- _Exercise objective_
Write out each line from the data below that includes the word "Database".

Segment Start: Recorded data

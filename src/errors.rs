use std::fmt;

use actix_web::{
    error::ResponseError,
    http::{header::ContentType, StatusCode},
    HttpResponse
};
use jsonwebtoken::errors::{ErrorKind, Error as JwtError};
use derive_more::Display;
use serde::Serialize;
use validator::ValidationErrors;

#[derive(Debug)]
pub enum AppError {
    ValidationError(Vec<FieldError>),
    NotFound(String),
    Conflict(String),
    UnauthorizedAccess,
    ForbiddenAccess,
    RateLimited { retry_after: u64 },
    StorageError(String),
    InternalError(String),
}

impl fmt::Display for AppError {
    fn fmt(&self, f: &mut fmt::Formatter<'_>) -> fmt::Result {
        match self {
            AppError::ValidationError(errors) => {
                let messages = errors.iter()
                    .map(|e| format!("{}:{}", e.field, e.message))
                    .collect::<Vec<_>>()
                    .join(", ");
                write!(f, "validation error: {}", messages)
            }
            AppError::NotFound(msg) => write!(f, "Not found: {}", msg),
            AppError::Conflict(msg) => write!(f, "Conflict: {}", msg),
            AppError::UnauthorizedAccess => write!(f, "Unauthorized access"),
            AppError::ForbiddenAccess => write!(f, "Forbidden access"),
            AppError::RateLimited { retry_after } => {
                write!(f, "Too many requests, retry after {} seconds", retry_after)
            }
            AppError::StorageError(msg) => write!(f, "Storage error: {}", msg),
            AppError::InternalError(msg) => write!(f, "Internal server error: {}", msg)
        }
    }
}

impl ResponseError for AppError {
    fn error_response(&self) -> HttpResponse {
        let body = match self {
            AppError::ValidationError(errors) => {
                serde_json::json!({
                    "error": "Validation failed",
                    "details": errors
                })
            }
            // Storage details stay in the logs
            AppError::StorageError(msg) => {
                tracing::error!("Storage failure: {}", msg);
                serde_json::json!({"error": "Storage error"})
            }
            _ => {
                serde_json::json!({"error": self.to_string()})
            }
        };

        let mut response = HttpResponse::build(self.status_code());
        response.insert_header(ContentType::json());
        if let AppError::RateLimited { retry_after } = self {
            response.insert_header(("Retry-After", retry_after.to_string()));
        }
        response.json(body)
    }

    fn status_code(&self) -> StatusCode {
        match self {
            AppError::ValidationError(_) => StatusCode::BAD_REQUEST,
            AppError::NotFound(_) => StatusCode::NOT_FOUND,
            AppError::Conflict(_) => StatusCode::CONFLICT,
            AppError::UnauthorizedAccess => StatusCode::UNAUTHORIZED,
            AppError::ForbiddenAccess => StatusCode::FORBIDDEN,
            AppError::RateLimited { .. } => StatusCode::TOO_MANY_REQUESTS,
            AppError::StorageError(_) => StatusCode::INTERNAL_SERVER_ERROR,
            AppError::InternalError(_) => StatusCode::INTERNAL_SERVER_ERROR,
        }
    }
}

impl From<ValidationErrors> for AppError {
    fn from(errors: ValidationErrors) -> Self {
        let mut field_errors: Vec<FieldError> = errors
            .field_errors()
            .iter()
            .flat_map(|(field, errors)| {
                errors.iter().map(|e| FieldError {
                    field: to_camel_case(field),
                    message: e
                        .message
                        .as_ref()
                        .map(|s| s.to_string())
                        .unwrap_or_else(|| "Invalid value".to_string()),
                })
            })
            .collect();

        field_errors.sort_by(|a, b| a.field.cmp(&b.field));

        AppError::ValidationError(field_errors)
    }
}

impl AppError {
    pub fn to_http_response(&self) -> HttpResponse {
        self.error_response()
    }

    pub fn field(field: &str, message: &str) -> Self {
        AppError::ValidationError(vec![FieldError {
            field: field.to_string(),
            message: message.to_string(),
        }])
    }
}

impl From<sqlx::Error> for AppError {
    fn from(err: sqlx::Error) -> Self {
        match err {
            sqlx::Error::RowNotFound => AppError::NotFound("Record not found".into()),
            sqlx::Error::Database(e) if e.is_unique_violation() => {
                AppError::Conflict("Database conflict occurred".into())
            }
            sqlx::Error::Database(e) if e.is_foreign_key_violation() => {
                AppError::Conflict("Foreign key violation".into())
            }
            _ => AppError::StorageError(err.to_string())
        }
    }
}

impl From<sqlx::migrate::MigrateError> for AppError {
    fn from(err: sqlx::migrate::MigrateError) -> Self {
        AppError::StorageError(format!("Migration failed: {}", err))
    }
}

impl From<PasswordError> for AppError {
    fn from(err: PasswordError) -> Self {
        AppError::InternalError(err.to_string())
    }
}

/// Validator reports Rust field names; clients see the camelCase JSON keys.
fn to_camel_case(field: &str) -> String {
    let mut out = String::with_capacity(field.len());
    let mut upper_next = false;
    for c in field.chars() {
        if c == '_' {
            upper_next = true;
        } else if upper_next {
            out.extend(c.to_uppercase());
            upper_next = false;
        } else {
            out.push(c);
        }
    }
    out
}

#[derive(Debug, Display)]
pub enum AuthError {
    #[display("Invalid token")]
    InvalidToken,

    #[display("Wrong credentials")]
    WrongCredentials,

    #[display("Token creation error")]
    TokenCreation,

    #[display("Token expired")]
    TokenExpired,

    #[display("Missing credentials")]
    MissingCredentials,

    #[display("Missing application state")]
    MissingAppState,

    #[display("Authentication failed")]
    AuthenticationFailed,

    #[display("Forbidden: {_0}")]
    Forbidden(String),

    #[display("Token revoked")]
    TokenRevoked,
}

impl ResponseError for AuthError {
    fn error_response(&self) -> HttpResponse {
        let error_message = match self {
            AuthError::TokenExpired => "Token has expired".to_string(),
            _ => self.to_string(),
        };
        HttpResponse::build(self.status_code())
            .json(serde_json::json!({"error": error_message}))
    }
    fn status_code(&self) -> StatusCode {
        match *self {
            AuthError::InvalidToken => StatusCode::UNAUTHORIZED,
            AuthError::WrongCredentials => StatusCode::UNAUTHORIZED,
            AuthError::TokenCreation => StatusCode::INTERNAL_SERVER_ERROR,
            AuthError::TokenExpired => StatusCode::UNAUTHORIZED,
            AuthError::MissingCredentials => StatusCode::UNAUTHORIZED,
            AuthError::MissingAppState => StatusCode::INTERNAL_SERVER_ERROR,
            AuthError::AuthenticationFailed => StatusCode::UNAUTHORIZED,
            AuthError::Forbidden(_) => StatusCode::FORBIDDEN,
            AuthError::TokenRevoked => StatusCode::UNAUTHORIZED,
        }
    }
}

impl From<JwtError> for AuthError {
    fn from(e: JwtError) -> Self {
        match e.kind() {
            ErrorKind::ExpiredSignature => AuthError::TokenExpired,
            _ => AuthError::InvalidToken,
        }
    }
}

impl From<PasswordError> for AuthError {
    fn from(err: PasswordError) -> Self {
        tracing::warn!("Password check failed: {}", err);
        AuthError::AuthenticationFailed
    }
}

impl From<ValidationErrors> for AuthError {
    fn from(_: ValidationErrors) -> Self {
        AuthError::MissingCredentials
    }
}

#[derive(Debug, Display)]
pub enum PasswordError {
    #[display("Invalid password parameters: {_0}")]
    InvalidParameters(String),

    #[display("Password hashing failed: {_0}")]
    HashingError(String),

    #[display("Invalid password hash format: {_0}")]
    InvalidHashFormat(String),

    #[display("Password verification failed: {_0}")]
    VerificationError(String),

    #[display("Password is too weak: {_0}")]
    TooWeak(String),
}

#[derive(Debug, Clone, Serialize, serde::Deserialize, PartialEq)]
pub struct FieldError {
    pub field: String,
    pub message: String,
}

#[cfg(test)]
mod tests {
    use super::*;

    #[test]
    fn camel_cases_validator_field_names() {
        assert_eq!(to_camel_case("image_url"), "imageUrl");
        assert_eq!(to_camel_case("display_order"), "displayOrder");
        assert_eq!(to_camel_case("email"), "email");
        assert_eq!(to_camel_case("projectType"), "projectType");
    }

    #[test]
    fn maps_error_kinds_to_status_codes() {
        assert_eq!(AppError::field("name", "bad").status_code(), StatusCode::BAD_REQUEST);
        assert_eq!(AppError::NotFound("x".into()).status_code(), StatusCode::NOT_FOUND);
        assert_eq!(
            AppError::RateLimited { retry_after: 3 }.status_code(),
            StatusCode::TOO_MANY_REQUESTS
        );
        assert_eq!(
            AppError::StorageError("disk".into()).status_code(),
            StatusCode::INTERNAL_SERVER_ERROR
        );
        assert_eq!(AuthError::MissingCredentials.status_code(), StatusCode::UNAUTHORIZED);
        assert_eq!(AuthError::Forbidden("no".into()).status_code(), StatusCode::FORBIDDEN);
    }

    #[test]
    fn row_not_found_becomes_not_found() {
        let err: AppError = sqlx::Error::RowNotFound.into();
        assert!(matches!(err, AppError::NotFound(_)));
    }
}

Segment End: Recorded data

- _Exercise solution_
            sqlx::Error::Database(e) if e.is_unique_violation() => {
                AppError::Conflict("Database conflict occurred".into())
            sqlx::Error::Database(e) if e.is_foreign_key_violation() => {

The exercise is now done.